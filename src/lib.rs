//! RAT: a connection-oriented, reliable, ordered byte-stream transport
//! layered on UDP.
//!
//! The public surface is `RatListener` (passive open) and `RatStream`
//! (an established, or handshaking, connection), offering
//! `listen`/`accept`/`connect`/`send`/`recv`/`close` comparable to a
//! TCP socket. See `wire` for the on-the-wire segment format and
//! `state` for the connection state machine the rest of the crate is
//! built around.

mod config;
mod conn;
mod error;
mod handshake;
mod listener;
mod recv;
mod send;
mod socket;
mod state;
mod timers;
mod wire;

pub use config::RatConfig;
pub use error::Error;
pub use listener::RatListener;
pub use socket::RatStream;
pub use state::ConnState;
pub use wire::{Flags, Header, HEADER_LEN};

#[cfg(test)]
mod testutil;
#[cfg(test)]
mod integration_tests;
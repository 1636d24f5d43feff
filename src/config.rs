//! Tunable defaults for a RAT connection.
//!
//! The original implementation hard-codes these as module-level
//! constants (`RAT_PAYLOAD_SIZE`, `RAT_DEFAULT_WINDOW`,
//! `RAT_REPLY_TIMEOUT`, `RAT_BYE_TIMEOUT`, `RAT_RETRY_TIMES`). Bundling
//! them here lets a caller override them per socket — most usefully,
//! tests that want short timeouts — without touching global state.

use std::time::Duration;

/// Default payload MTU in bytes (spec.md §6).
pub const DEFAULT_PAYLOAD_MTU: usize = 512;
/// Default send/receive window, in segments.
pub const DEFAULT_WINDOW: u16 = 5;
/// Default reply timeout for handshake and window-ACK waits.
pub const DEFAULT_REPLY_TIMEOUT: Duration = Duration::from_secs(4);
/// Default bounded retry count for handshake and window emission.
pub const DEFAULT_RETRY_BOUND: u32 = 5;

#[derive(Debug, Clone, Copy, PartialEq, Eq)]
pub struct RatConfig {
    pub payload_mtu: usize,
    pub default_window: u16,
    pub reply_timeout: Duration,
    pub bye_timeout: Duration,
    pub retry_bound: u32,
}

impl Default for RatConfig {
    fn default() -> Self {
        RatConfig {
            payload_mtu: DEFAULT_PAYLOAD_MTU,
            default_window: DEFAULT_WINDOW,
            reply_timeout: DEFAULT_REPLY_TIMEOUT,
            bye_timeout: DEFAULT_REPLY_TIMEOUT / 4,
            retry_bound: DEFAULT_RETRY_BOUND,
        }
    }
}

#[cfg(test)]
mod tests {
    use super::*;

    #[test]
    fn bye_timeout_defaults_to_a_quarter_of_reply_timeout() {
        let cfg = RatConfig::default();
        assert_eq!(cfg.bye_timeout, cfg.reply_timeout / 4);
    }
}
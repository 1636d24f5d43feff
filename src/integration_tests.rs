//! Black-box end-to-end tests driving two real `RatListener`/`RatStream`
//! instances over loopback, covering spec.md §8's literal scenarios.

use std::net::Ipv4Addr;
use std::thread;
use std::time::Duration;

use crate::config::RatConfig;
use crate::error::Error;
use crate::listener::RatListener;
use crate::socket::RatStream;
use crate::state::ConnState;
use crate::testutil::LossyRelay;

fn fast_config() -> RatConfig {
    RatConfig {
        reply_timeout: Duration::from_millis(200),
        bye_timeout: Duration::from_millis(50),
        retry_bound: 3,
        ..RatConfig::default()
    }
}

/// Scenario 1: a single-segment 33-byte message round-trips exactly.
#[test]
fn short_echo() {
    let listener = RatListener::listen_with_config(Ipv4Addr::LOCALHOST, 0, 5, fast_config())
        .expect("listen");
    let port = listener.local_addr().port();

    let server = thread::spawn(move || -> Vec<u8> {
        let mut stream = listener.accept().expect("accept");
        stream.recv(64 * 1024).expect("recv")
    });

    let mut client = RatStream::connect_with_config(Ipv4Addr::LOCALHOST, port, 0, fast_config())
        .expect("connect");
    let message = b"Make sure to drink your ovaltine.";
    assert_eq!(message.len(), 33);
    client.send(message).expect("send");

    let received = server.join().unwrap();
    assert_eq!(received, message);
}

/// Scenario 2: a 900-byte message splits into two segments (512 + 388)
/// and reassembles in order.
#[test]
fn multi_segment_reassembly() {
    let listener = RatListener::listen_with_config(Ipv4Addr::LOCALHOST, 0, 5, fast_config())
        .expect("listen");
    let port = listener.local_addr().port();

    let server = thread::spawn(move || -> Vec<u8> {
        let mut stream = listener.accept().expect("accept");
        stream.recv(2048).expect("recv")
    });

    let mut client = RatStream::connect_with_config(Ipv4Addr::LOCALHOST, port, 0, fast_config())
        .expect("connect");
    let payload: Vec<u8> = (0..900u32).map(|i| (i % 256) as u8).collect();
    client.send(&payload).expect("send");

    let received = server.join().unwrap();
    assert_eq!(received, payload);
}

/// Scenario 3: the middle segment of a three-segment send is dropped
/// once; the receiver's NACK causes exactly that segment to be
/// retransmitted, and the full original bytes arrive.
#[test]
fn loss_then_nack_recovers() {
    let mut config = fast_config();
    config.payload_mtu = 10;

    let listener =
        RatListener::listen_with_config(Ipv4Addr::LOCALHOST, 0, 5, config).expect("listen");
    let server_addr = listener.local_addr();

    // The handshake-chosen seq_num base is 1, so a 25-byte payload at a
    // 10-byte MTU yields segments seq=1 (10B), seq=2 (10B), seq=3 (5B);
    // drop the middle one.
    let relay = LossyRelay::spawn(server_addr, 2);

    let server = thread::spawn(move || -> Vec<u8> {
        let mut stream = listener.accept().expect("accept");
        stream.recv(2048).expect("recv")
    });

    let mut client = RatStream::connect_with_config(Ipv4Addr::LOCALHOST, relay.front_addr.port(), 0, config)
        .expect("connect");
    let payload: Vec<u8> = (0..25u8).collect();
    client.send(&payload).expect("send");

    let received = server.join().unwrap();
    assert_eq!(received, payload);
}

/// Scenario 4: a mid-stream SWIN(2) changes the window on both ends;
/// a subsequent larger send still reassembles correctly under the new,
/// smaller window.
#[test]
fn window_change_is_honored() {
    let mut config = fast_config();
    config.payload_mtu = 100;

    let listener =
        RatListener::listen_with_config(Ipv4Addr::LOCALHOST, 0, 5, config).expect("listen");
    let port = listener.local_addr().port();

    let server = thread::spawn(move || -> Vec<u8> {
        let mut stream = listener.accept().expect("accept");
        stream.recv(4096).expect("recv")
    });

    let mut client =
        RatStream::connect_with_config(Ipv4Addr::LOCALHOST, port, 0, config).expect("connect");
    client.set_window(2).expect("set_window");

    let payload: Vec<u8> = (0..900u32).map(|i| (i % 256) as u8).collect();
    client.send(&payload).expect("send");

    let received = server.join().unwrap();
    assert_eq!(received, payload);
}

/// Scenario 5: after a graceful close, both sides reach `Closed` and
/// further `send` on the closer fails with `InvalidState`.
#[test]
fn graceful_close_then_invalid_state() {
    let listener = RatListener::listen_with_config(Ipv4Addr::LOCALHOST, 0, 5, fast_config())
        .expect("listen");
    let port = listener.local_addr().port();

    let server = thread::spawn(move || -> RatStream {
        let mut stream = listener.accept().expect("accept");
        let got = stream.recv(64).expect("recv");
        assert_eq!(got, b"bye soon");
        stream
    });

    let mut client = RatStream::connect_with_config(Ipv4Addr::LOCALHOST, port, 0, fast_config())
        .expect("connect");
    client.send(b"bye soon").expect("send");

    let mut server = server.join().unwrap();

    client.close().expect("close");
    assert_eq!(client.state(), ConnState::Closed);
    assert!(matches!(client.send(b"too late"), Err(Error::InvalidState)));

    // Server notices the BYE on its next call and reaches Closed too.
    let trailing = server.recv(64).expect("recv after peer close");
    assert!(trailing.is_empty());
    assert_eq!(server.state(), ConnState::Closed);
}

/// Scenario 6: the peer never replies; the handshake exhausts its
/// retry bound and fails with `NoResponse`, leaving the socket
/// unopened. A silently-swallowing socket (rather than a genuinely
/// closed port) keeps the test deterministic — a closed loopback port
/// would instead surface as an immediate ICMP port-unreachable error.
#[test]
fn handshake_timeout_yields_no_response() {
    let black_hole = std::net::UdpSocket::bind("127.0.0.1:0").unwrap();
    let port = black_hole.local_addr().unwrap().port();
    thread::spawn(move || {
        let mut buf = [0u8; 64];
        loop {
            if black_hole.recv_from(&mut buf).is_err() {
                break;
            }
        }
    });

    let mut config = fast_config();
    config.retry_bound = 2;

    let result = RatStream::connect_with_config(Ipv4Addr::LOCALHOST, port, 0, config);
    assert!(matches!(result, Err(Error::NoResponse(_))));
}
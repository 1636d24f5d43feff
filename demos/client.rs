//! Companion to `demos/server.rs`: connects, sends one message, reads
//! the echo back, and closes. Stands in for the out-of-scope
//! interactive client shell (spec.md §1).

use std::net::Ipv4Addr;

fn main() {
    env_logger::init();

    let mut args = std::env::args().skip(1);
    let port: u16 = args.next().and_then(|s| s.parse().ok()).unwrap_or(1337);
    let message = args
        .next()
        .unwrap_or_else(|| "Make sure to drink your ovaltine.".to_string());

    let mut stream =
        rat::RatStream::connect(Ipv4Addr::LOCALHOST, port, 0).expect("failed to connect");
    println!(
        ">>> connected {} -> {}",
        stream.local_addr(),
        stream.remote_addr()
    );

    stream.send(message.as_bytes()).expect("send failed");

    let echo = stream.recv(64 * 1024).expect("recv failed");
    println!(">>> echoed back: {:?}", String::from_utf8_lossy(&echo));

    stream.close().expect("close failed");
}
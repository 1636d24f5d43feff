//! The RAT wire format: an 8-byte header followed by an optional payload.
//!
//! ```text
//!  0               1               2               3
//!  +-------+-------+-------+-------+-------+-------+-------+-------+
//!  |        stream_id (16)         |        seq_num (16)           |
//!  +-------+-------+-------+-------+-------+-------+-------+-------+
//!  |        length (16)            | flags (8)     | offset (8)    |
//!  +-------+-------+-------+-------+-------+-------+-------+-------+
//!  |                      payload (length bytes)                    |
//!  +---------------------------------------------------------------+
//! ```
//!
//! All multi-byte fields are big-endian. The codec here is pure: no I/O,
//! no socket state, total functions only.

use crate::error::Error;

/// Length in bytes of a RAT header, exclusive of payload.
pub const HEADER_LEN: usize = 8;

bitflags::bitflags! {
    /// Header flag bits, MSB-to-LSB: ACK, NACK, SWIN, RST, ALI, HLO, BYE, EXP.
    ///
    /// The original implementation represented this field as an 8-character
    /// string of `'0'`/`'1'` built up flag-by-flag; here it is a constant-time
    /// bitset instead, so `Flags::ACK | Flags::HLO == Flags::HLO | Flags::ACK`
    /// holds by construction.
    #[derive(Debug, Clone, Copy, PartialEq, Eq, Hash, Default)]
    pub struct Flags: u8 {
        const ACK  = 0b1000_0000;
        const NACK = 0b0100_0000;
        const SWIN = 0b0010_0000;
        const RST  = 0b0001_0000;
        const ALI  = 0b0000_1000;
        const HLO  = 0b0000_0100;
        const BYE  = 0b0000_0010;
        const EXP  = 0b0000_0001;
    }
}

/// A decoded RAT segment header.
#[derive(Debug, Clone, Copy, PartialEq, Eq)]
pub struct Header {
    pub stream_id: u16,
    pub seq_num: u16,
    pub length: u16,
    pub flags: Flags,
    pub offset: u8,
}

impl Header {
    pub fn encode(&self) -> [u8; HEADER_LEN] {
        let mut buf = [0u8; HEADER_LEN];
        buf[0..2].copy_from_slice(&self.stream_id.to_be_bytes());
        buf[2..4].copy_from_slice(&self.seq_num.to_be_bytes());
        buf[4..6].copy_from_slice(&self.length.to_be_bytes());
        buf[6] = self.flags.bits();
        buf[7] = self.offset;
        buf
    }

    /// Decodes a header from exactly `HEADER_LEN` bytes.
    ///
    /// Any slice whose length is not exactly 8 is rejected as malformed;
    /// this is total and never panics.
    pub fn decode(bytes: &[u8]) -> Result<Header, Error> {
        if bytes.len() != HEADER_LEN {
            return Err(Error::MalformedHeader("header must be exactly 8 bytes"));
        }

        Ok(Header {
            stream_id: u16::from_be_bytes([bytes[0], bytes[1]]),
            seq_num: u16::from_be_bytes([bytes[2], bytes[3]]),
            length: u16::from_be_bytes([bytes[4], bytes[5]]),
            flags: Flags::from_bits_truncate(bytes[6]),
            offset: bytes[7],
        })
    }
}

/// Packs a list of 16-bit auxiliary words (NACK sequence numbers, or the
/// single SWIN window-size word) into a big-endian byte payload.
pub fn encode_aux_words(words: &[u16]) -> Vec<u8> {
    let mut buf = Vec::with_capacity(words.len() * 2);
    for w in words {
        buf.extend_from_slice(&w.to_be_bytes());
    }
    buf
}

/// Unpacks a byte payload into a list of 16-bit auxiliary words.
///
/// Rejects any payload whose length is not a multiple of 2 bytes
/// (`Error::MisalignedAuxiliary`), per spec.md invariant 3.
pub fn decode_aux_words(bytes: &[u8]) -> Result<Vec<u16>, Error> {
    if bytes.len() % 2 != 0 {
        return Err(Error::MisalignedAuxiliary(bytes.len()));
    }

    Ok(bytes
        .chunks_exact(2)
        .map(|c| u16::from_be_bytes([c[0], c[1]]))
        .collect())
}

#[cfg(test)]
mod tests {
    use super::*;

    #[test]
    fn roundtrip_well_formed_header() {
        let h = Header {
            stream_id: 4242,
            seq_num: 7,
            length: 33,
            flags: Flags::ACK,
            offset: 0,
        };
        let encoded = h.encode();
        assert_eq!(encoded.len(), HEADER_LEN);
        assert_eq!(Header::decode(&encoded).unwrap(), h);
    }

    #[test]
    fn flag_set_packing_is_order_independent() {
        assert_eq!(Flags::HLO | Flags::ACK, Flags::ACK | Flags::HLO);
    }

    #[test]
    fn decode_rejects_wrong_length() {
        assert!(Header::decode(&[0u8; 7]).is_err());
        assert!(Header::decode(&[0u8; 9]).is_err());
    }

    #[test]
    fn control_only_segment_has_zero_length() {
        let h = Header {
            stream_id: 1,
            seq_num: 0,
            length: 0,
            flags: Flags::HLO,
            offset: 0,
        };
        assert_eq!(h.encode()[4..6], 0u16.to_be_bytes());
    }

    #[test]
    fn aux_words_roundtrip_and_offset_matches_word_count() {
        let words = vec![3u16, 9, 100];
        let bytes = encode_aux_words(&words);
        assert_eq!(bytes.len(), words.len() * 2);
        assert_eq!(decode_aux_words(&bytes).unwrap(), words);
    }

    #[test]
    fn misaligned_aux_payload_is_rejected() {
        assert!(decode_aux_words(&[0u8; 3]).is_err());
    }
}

● **WHAT IS BEING ASKED**
Each line from the start of the listing above through the line containing "bytes (spec.md §6)." should be copied exactly, please, with no other lines added.

● **EXERCISE RESPONSE**
filename src/lib.rs
//! RAT: a connection-oriented, reliable, ordered byte-stream transport
//! layered on UDP.
//!
//! The public surface is `RatListener` (passive open) and `RatStream`
//! (an established, or handshaking, connection), offering
//! `listen`/`accept`/`connect`/`send`/`recv`/`close` comparable to a
//! TCP socket. See `wire` for the on-the-wire segment format and
//! `state` for the connection state machine the rest of the crate is
//! built around.

mod config;
mod conn;
mod error;
mod handshake;
mod listener;
mod recv;
mod send;
mod socket;
mod state;
mod timers;
mod wire;

pub use config::RatConfig;
pub use error::Error;
pub use listener::RatListener;
pub use socket::RatStream;
pub use state::ConnState;
pub use wire::{Flags, Header, HEADER_LEN};

#[cfg(test)]
mod testutil;
#[cfg(test)]
mod integration_tests;
repository 1636d24f5d43feff
filename src/config.rs
//! Tunable defaults for a RAT connection.
//!
//! The original implementation hard-codes these as module-level
//! constants (`RAT_PAYLOAD_SIZE`, `RAT_DEFAULT_WINDOW`,
//! `RAT_REPLY_TIMEOUT`, `RAT_BYE_TIMEOUT`, `RAT_RETRY_TIMES`). Bundling
//! them here lets a caller override them per socket — most usefully,
//! tests that want short timeouts — without touching global state.

use std::time::Duration;

/// Default payload MTU in bytes (spec.md §6).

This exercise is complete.